Salmon in parchment with shiitakes and mango-cucumber salad
Gluten-Free, Lean & Clean, Soy-Free, Paleo, Dairy-Free
25 – 40 Minutes
Cooking in parchment seals in flavor and makes for tender, moist fish. A sweet mango-cucumber salad rounds out this Asian-inspired paleo dinner.
In your bag
- 1-inch piece fresh ginger
- 1 lime
- Seasoning base (coconut aminos - coconut vinegar - fish sauce - sesame oil)
- ½ ounce dried shiitake mushrooms
- 2 wild Alaskan skin-on salmon fillets (about 5 ounces each)
- 3 scallions
- 2 sheets parchment paper
- 3 or 4 sprigs fresh cilantro or other leafy herb such as basil
- 1 cucumber (see Market Watch note)
- 1 firm or ripe mango
- 1 teaspoon black sesame seeds
- ¼ teaspoon red chile flakes (optional)
For a subtle hit of extra umami, in Step 2, drizzle each fish fillet with 1 teaspoon mushroom soaking liquid before sealing the parchment packets.

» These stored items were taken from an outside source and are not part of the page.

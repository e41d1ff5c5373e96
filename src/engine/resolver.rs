//! Dependency readiness for output schedules.
//!
//! The dependency graph is bipartite: edges only run from output schedules
//! to bill inputs, so there is nothing to topologically sort. The resolver
//! expands the configured dependency set against a snapshot of the
//! property's schedules and folds the inputs' period statuses into a single
//! go/no-go verdict.

use std::collections::BTreeMap;

use serde::Serialize;

use super::domain::{ComplianceStatus, Schedule, ScheduleId, ScheduleType};

/// Answer handed to the generation pipeline and the dashboard. `ready`
/// means every concrete dependency's bill has actually arrived for the
/// period; ids still in the way are listed for display.
#[derive(Debug, Clone, PartialEq, Eq, Serialize)]
pub struct ReadinessVerdict {
    pub ready: bool,
    pub blocking_schedule_ids: Vec<ScheduleId>,
}

impl ReadinessVerdict {
    pub fn ready() -> Self {
        Self {
            ready: true,
            blocking_schedule_ids: Vec::new(),
        }
    }

    pub fn blocked_on(blocking_schedule_ids: Vec<ScheduleId>) -> Self {
        Self {
            ready: blocking_schedule_ids.is_empty(),
            blocking_schedule_ids,
        }
    }
}

/// Expand an output schedule's dependency set against a snapshot of its
/// property's schedules. An explicit set (validated at write time) keeps the
/// ids that are present in the snapshot; an empty set means every active
/// bill input in the snapshot. Callers choose the snapshot: the registry
/// passes the full property list, the evaluator passes only the schedules
/// in play for the period under evaluation.
pub fn resolve_dependencies(output: &Schedule, siblings: &[Schedule]) -> Vec<ScheduleId> {
    if !output.depends_on.is_empty() {
        return siblings
            .iter()
            .filter(|sibling| output.depends_on.contains(&sibling.id))
            .map(|sibling| sibling.id.clone())
            .collect();
    }

    siblings
        .iter()
        .filter(|sibling| {
            sibling.schedule_type == ScheduleType::BillInput
                && sibling.is_active
                && sibling.id != output.id
        })
        .map(|sibling| sibling.id.clone())
        .collect()
}

/// Fold dependency statuses for one period into a readiness verdict.
///
/// A dependency counts only once its bill arrived (`on_time` or `late`).
/// `pending` and `blocked` keep the output waiting, and so does `missed`:
/// a bill that never came does not silently unblock the work that needs it.
/// Dependencies with no status row yet are pending by definition.
pub fn readiness(
    output: &Schedule,
    dependencies: &[ScheduleId],
    statuses: &BTreeMap<ScheduleId, ComplianceStatus>,
) -> ReadinessVerdict {
    if !output.is_gated() {
        return ReadinessVerdict::ready();
    }

    let blocking: Vec<ScheduleId> = dependencies
        .iter()
        .filter(|id| {
            !statuses
                .get(*id)
                .copied()
                .unwrap_or(ComplianceStatus::Pending)
                .satisfies_dependency()
        })
        .cloned()
        .collect();

    ReadinessVerdict::blocked_on(blocking)
}
use super::domain::{FulfillmentEvent, Period, PropertyId, Schedule, ScheduleId};

/// Storage abstraction for schedule definitions so the registry and service
/// can be exercised in isolation. Implementations are expected to be cheap
/// to clone handles over shared state.
pub trait ScheduleRepository: Send + Sync {
    fn insert(&self, schedule: Schedule) -> Result<Schedule, RepositoryError>;
    fn update(&self, schedule: Schedule) -> Result<(), RepositoryError>;
    fn remove(&self, id: &ScheduleId) -> Result<(), RepositoryError>;
    fn fetch(&self, id: &ScheduleId) -> Result<Option<Schedule>, RepositoryError>;
    fn list_by_property(&self, property_id: &PropertyId)
        -> Result<Vec<Schedule>, RepositoryError>;
}

/// Storage abstraction for fulfillment events pushed by the ingestion and
/// generation pipelines. `record` upserts: a later event for the same
/// `(schedule, period)` key overwrites the earlier one.
pub trait FulfillmentStore: Send + Sync {
    fn record(&self, event: FulfillmentEvent) -> Result<(), RepositoryError>;
    fn fetch(
        &self,
        schedule_id: &ScheduleId,
        period: Period,
    ) -> Result<Option<FulfillmentEvent>, RepositoryError>;
}

/// Error enumeration for storage failures.
#[derive(Debug, thiserror::Error)]
pub enum RepositoryError {
    #[error("record already exists")]
    Conflict,
    #[error("record not found")]
    NotFound,
    #[error("repository unavailable: {0}")]
    Unavailable(String),
}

Save the remaining soaking liquid to drizzle over the opened packets in Step 5.
Make It Leaner
In Step 4, skip the oil for the mango-cucumber salad to slash 60 calories and 7 grams of fat per serving.

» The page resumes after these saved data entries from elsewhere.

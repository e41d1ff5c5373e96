//! Expected-occurrence date math.
//!
//! Pure and total: any `(frequency, period)` pair resolves to a concrete
//! calendar date, with invalid anchors already rejected by the registry at
//! creation time.

use chrono::{Datelike, Duration, NaiveDate};

use super::domain::{Frequency, Period};

impl Frequency {
    /// The date this obligation is expected to occur within `period`.
    ///
    /// Monthly anchors clamp to the month length (31 becomes 28/29/30 as
    /// appropriate); weekly anchors resolve to the first matching weekday of
    /// the month; fixed dates ignore the period entirely.
    pub fn expected_date(&self, period: Period) -> NaiveDate {
        match *self {
            Frequency::Monthly { day_of_month } => {
                let day = u32::from(day_of_month).min(days_in_month(period.year, period.month));
                month_start(period.year, period.month) + Duration::days(i64::from(day) - 1)
            }
            Frequency::Weekly { weekday } => {
                let first = month_start(period.year, period.month);
                let offset = (weekday.num_days_from_sunday() + 7
                    - first.weekday().num_days_from_sunday())
                    % 7;
                first + Duration::days(i64::from(offset))
            }
            Frequency::Once { on } => on,
        }
    }

    /// First expected occurrence on or after `today`, used for the cached
    /// `next_expected_date` on a schedule. Fixed dates already in the past
    /// have no next occurrence.
    pub fn next_occurrence(&self, today: NaiveDate) -> Option<NaiveDate> {
        let current = Period::containing(today);
        let candidate = self.expected_date(current);
        if candidate >= today {
            return Some(candidate);
        }

        match self {
            Frequency::Once { .. } => None,
            _ => Some(self.expected_date(current.next())),
        }
    }
}

fn month_start(year: i32, month: u32) -> NaiveDate {
    // Out-of-range periods only arise past chrono's calendar bounds.
    NaiveDate::from_ymd_opt(year, month.clamp(1, 12), 1).unwrap_or(NaiveDate::MIN)
}

fn days_in_month(year: i32, month: u32) -> u32 {
    let start = month_start(year, month);
    let next = month_start(
        if month >= 12 { year + 1 } else { year },
        if month >= 12 { 1 } else { month + 1 },
    );
    (next - start).num_days() as u32
}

We love the refreshing bite of cucumber in this dish, but in early spring, organic cucumbers can be hard to find. In their place, you might receive organic radishes in your bag. If so, skip the peeling and trim the ends from the radishes; cut them in half, then cut the halves into thin half-moons. Follow the rest of the recipe as written.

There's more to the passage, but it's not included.